TASK STATEMENT: Search the data for the word "source" and copy each line that has it.

Saved data entries:
= = =
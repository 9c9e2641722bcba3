use pretty_assertions::assert_eq;
use steplang::ast::{Expr, Stmt, TypeAnnotation};
use steplang::lexer::Lexer;
use steplang::parser::{parse, Parser};

fn render(source: &str) -> String {
    let (program, errors) = parse(source);
    assert!(errors.is_empty(), "unexpected parse errors: {:?}", errors);
    program.to_string()
}

#[test]
fn test_operator_precedence() {
    let cases = [
        ("1 + 1 * 2", "(1 + (1 * 2))"),
        ("1 * 1 + 2 * 2 / 2", "((1 * 1) + ((2 * 2) / 2))"),
        ("a + b - c", "((a + b) - c)"),
        ("a * b / c", "((a * b) / c)"),
        ("-a * b", "((-a) * b)"),
        ("!-a", "(!(-a))"),
        ("a < b == c > d", "((a < b) == (c > d))"),
        ("a <= b != c >= d", "((a <= b) != (c >= d))"),
        ("(1 + 2) * 3", "((1 + 2) * 3)"),
        ("a + add(b) * c", "(a + (add(b) * c))"),
        ("add(a + b, c * d)", "add((a + b), (c * d))"),
        ("\"a\" + \"b\"", "(\"a\" + \"b\")"),
    ];

    for (source, expected) in cases {
        assert_eq!(render(source), expected, "source: {}", source);
    }
}

#[test]
fn test_statement_rendering() {
    assert_eq!(render("let x: number = 1 + 2;"), "let x: number = (1 + 2);");
    assert_eq!(render("let s: string;"), "let s: string;");
    assert_eq!(render("x = x + 1"), "x = (x + 1);");
    assert_eq!(
        render("while (x < 3) { x = x + 1; }"),
        "while ((x < 3)) { x = (x + 1); }"
    );
    assert_eq!(
        render("func add(a, b) { return a + b; }"),
        "func add(a, b) { return (a + b); }"
    );
}

#[test]
fn test_semicolons_are_optional() {
    let (program, errors) = parse("let x: number = 1\nx = 2\nx");
    assert!(errors.is_empty());
    assert_eq!(program.statements.len(), 3);
}

#[test]
fn test_let_statement_fields() {
    let (program, errors) = parse("let flag: bool = true;");
    assert!(errors.is_empty());

    match program.statements[0].as_ref() {
        Stmt::Let {
            name,
            annotation,
            value,
            ..
        } => {
            assert_eq!(name, "flag");
            assert_eq!(*annotation, TypeAnnotation::Bool);
            assert_eq!(value.as_ref(), Some(&Expr::Boolean(true)));
        }
        other => panic!("expected let statement, got {:?}", other),
    }
}

#[test]
fn test_dotted_call() {
    let (program, errors) = parse("Obniz.LED.ON(1);");
    assert!(errors.is_empty());

    match program.statements[0].as_ref() {
        Stmt::Expression {
            expr: Expr::Call {
                function,
                arguments,
            },
            ..
        } => {
            assert_eq!(**function, Expr::Identifier("Obniz.LED.ON".to_string()));
            assert_eq!(arguments, &vec![Expr::Number(1.0)]);
        }
        other => panic!("expected call statement, got {:?}", other),
    }
}

#[test]
fn test_statement_positions() {
    let (program, errors) = parse("x = 1;\n  if (x) {\n    y = 2;\n  }");
    assert!(errors.is_empty());

    let first = program.statements[0].position();
    let second = program.statements[1].position();
    assert_eq!((first.line, first.column), (1, 1));
    assert_eq!((second.line, second.column), (2, 3));

    match program.statements[1].as_ref() {
        Stmt::If { consequence, .. } => assert_eq!(consequence.statements[0].line(), 3),
        other => panic!("expected if statement, got {:?}", other),
    }
}

#[test]
fn test_recovers_after_malformed_statement() {
    let (program, errors) = parse("let x 5; let y: number = 10; y;");

    assert_eq!(errors.len(), 1);
    assert_eq!(errors[0].message, "expected :, got NUMBER");
    assert_eq!(program.statements.len(), 2);
    assert_eq!(program.to_string(), "let y: number = 10;\ny");
}

#[test]
fn test_error_position_points_at_offending_token() {
    let (_, errors) = parse("let x: number = 1;\nlet y = 2;");

    assert_eq!(errors.len(), 1);
    assert_eq!(errors[0].position.line, 2);
    assert_eq!(errors[0].position.column, 7);
    assert_eq!(errors[0].to_string(), "expected :, got =");
}

#[test]
fn test_reports_several_errors() {
    let (_, errors) = parse("let a = 1;\nlet b: int = 2;\n1 +");
    let messages: Vec<_> = errors.iter().map(|e| e.message.as_str()).collect();

    assert_eq!(
        messages,
        vec![
            "expected :, got =",
            "expected TYPE, got IDENT",
            "no prefix parse function for EOF found",
        ]
    );
}

#[test]
fn test_parser_keeps_errors_for_inspection() {
    let mut parser = Parser::new(Lexer::new("// only a comment"));
    let program = parser.parse_program();
    assert!(program.is_empty());
    assert!(parser.errors().is_empty());

    let mut parser = Parser::new(Lexer::new("let x: number = ;"));
    let program = parser.parse_program();
    assert!(program.is_empty());
    assert_eq!(parser.errors().len(), 1);
    assert_eq!(parser.errors()[0].message, "no prefix parse function for ; found");
}

#[test]
fn test_recovery_skips_body_of_malformed_statement() {
    let (program, errors) = parse("if (x <) { y = 1; }\nlet z: number = 2;");
    let messages: Vec<_> = errors.iter().map(|e| e.message.as_str()).collect();

    assert_eq!(messages, vec!["no prefix parse function for ) found"]);
    assert_eq!(program.to_string(), "let z: number = 2;");

    let (program, errors) = parse("while (x <) { if (y) { y = 1; } }\nz;");
    assert_eq!(errors.len(), 1);
    assert_eq!(program.to_string(), "z");
}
= = =
ANSWER:
fn render(source: &str) -> String {
    let (program, errors) = parse(source);
    for (source, expected) in cases {
        assert_eq!(render(source), expected, "source: {}", source);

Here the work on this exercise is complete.